Un meuble, c'est le premier titre qui m'est venu à l'esprit quand j'ai entamé ma critique. Comme vous l'aurez constaté je me suis rétracté depuis, le terme étant trop abstrait pour attirer l'attention. Mais pourtant c'est bien ce qu'est notre personnage principal, un petit meuble au cœur d'un château désenchanté. Maria, surveillante rigide et frigide d'un collège de haute renommée arpente les couloirs à la recherche de fauteurs de troubles. C'est son métier que de tout surveiller d'un œil discret et implacable. Métier qui semble avoir déteint sur sa propre condition, puisqu'elle est devenue un être sans vie, qu'on a du mal à percer, et dont le visage n'est que le miroir d'une société désabusée, en mal d'elle-même. Maria ce n'est qu'un objet au milieu d'un décor, auquel on s'attache pourtant, avec l'envie de la comprendre et de l'aider, même si notre regard à nous est vain.
C'est dans une Argentine gangrenée par la dictature que le collège, lieu principal du film, qui nous donne parfois des impressions de huit-clos, est une sorte de représentation du système. Les faits et gestes sont épiés, les apparences maculées de « perfection ». Tout est schématisé, linéaire, répétitif, comme si l'on formait des militaires (en témoignent les divers chants patriotiques). L'architecture carrée, les couleurs pâles, les masques froids en guise de visages, tout vient donner cette impression de contrôle absolu, de hiérarchisation impénétrable qui régit la vie des étudiants.
Maria en est le symbole, un visage blanc aux traits sévères, une présence glaciale, presque invisible, qui se fond dans les murs. Elle se déplace au sein du collège comme le ferait un fantôme, filant de salle en salle en gardant ses expressions insensibles. Et pourtant chez elle c'est une toute autre histoire. Marita comme l'appelle sa mère et sa grand-mère, est une jeune fille qui a l'air d'avoir envie de vivre, de profiter de ses plus belles années. Alors pourquoi la fille qui paraît une adolescente dans les jupes de sa mère redevient un monstre désincarné chaque matin ? Comme si elle prenait vingt ans pendant la nuit. C'est une victime du système tout simplement, système qui semble lui avoir ôté toute passion.

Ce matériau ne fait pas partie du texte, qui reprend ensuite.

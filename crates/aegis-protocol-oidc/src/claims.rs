//! JWT claim types for minted ID tokens.

use std::collections::HashMap;

use chrono::{DateTime, Utc};
use serde::{Deserialize, Serialize};
use uuid::Uuid;

use crate::types::ID_TOKEN_CLAIM_USERNAME;

/// ID token claims (RFC 7519 plus `OpenID` Connect Core 1.0).
///
/// Identity claims that are not part of the registered set, such as the
/// username, live in the flattened `extra` map.
#[derive(Debug, Clone, Serialize, Deserialize)]
pub struct IdTokenClaims {
    /// Issuer URL of the authorization server.
    pub iss: String,

    /// Subject, the unique identifier for the user.
    pub sub: String,

    /// Audience, the intended recipient of the token.
    #[serde(skip_serializing_if = "Option::is_none")]
    pub aud: Option<String>,

    /// Expiration time (Unix timestamp).
    pub exp: i64,

    /// Issued-at time (Unix timestamp).
    pub iat: i64,

    /// Authentication time (Unix timestamp).
    #[serde(skip_serializing_if = "Option::is_none")]
    pub auth_time: Option<i64>,

    /// JWT ID, unique per token.
    #[serde(skip_serializing_if = "Option::is_none")]
    pub jti: Option<String>,

    /// Additional identity claims.
    #[serde(flatten)]
    pub extra: HashMap<String, serde_json::Value>,
}

impl IdTokenClaims {
    /// Creates new claims with a fresh issued-at time and JWT ID.
    #[must_use]
    pub fn new(
        issuer: impl Into<String>,
        subject: impl Into<String>,
        expires_at: DateTime<Utc>,
    ) -> Self {
        Self {
            iss: issuer.into(),
            sub: subject.into(),
            aud: None,
            exp: expires_at.timestamp(),
            iat: Utc::now().timestamp(),
            auth_time: None,
            jti: Some(Uuid::now_v7().to_string()),
            extra: HashMap::new(),
        }
    }

    /// Sets the audience.
    #[must_use]
    pub fn with_audience(mut self, audience: impl Into<String>) -> Self {
        self.aud = Some(audience.into());
        self
    }

    /// Sets the authentication time.
    #[must_use]
    pub const fn with_auth_time(mut self, auth_time: i64) -> Self {
        self.auth_time = Some(auth_time);
        self
    }

    /// Adds an extra identity claim.
    #[must_use]
    pub fn with_claim(mut self, key: impl Into<String>, value: serde_json::Value) -> Self {
        self.extra.insert(key.into(), value);
        self
    }

    /// Sets the username claim.
    #[must_use]
    pub fn with_username(self, username: impl Into<String>) -> Self {
        self.with_claim(
            ID_TOKEN_CLAIM_USERNAME,
            serde_json::Value::String(username.into()),
        )
    }

    /// Returns the username claim when it is a non-empty string.
    ///
    /// The username is only stored in the session's claims when the
    /// username scope was requested and granted.
    #[must_use]
    pub fn username(&self) -> Option<&str> {
        match self.extra.get(ID_TOKEN_CLAIM_USERNAME) {
            Some(serde_json::Value::String(username)) if !username.is_empty() => Some(username),
            _ => None,
        }
    }
}

#[cfg(test)]
mod tests {
    use super::*;

    fn claims() -> IdTokenClaims {
        IdTokenClaims::new(
            "https://issuer.example.com",
            "some-subject",
            Utc::now() + chrono::Duration::minutes(5),
        )
    }

    #[test]
    fn username_requires_a_non_empty_string() {
        assert_eq!(claims().with_username("alice").username(), Some("alice"));
        assert_eq!(claims().username(), None);
        assert_eq!(claims().with_username("").username(), None);
        assert_eq!(
            claims()
                .with_claim(ID_TOKEN_CLAIM_USERNAME, serde_json::json!(42))
                .username(),
            None
        );
    }

    #[test]
    fn extra_claims_are_flattened() {
        let json = serde_json::to_value(claims().with_username("alice")).unwrap();
        assert_eq!(json["username"], "alice");
        assert_eq!(json["iss"], "https://issuer.example.com");
        assert!(json.get("extra").is_none());
    }
}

Oui mais voilà, en cette année 1982 ça gronde dans les quartiers de Buenos Aires. Il se met à pleuvoir, les rues se mettent à résonner de tambourins et de coups de feu, c'est la dictature qui s'essouffle, et la vie qui s'agite. Maria, à qui il a toujours manqué une présence masculine dans la vie, une figure paternelle, se met à idolâtrer son supérieur et à fantasmer sur un élève. Un fantasme fou, qui la rend vulnérable, honteuse, se doigtant vulgairement dans les toilettes des garçons, espionnant les vestiaires à la recherche du parfum du jeune homme, écoutant une de ses cassettes comme une ado en transe qui découvrirait les passions amoureuses. C'est une femme qui semble s'éveiller d'un objet, mais qui se renie elle-même, pleurant de honte, réfutant ses désirs défendus. Les flous ponctuels viennent renforcer l'idée du malêtre qui l'habite. La réalisation se mettant au service des sentiments qui transpercent l'écran avec virtuosité. Ce qui me permet de louer ici la direction artistique du film toute entière, Diego Lerman sait faire du cinéma et ça se voit ; de nombreux plans étant des petites merveilles du genre, qui montrent à quel point il sait filmer son sujet et son contexte, sa femme et son bâtiment, à base de travellings intelligents ou de plongées fracassantes.
Ça gronde jusqu'à l'explosion, ou devrais-je dire l'implosion, c'est-à-dire jusqu'au moment où l'on ne peut plus faire semblant. Et ainsi les masques tombent, les balles fusent, les quartiers s'embrasent, et on a parfois l'impression de revivre, tout en intimité, la révolution française, filmer à la manière d'un Benoît Jacquot dans « Les adieux à la reine », jouant principalement sur le hors-champ. On retrouve par ailleurs le thème de la pulsion féminine abordé avec la même subtilité artistique. Un assemblage de silences qui hurlent à la place des personnages, la puissance du non-dit ayant un rôle prépondérant. L'œil invisible c'est plus qu'un regard sur une femme en perdition, c'est un regard sur un pays en perdition, qui se retrouve en pleine mutation, prêt à basculer, pour le meilleur et pour le pire.